Stored data entries
-=-=-=-=-
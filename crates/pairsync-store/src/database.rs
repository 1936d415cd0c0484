//! Database connection management.
//!
//! The [`Database`] struct owns a [`rusqlite::Connection`] and guarantees that
//! migrations are run before any other operation.

use std::path::{Path, PathBuf};

use directories::ProjectDirs;
use rusqlite::Connection;

use pairsync_shared::constants::APP_NAME;

use crate::error::{Result, StoreError};
use crate::migrations;

/// Wrapper around a [`rusqlite::Connection`].
pub struct Database {
    conn: Connection,
}

impl Database {
    /// Open (or create) the default application database.
    ///
    /// The database file is placed in the platform-appropriate data directory:
    /// - Linux:   `~/.local/share/pairsync/pairsync.db`
    /// - macOS:   `~/Library/Application Support/org.pairsync.pairsync/pairsync.db`
    /// - Windows: `{FOLDERID_RoamingAppData}\pairsync\pairsync\data\pairsync.db`
    pub fn new() -> Result<Self> {
        Self::open_at(&Self::default_path()?)
    }

    /// Path of the default application database, creating its directory.
    pub fn default_path() -> Result<PathBuf> {
        let project_dirs =
            ProjectDirs::from("org", APP_NAME, APP_NAME).ok_or(StoreError::NoDataDir)?;

        let data_dir = project_dirs.data_dir();
        std::fs::create_dir_all(data_dir)?;

        Ok(data_dir.join(format!("{APP_NAME}.db")))
    }

    /// Open (or create) a database at an explicit path.
    pub fn open_at(path: &Path) -> Result<Self> {
        tracing::info!(path = %path.display(), "opening database");

        let conn = Connection::open(path)?;

        conn.pragma_update(None, "journal_mode", "WAL")?;
        Self::init(conn)
    }

    /// Open a private in-memory database. Used by tests and dry runs.
    pub fn open_in_memory() -> Result<Self> {
        Self::init(Connection::open_in_memory()?)
    }

    fn init(conn: Connection) -> Result<Self> {
        conn.pragma_update(None, "foreign_keys", "ON")?;

        migrations::run_migrations(&conn)?;

        Ok(Self { conn })
    }

    /// Return a reference to the underlying `rusqlite::Connection`.
    ///
    /// Callers should prefer the typed helpers, but direct access is
    /// occasionally needed for transactions or ad-hoc queries.
    pub fn conn(&self) -> &Connection {
        &self.conn
    }

    /// Return the filesystem path of the open database (if any).
    pub fn path(&self) -> Option<PathBuf> {
        self.conn.path().map(PathBuf::from)
    }
}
-=-=-=-=-
> **YOUR TASK**
Repeat only the lines above, from the first line of the entries through the line that contains "fn init(conn: Connection)", including both ends.

> **RESPONSE FOR THIS EXERCISE**
filename crates/pairsync-store/src/database.rs
repository 1936d415cd0c0484
//! Database connection management.
//!
//! The [`Database`] struct owns a [`rusqlite::Connection`] and guarantees that
//! migrations are run before any other operation.

use std::path::{Path, PathBuf};

use directories::ProjectDirs;
use rusqlite::Connection;

use pairsync_shared::constants::APP_NAME;

use crate::error::{Result, StoreError};
use crate::migrations;

/// Wrapper around a [`rusqlite::Connection`].
pub struct Database {
    conn: Connection,
}

impl Database {
    /// Open (or create) the default application database.
    ///
    /// The database file is placed in the platform-appropriate data directory:
    /// - Linux:   `~/.local/share/pairsync/pairsync.db`
    /// - macOS:   `~/Library/Application Support/org.pairsync.pairsync/pairsync.db`
    /// - Windows: `{FOLDERID_RoamingAppData}\pairsync\pairsync\data\pairsync.db`
    pub fn new() -> Result<Self> {
        Self::open_at(&Self::default_path()?)
    }

    /// Path of the default application database, creating its directory.
    pub fn default_path() -> Result<PathBuf> {
        let project_dirs =
            ProjectDirs::from("org", APP_NAME, APP_NAME).ok_or(StoreError::NoDataDir)?;

        let data_dir = project_dirs.data_dir();
        std::fs::create_dir_all(data_dir)?;

        Ok(data_dir.join(format!("{APP_NAME}.db")))
    }

    /// Open (or create) a database at an explicit path.
    pub fn open_at(path: &Path) -> Result<Self> {
        tracing::info!(path = %path.display(), "opening database");

        let conn = Connection::open(path)?;

        conn.pragma_update(None, "journal_mode", "WAL")?;
        Self::init(conn)
    }

    /// Open a private in-memory database. Used by tests and dry runs.
    pub fn open_in_memory() -> Result<Self> {
        Self::init(Connection::open_in_memory()?)
    }

    fn init(conn: Connection) -> Result<Self> {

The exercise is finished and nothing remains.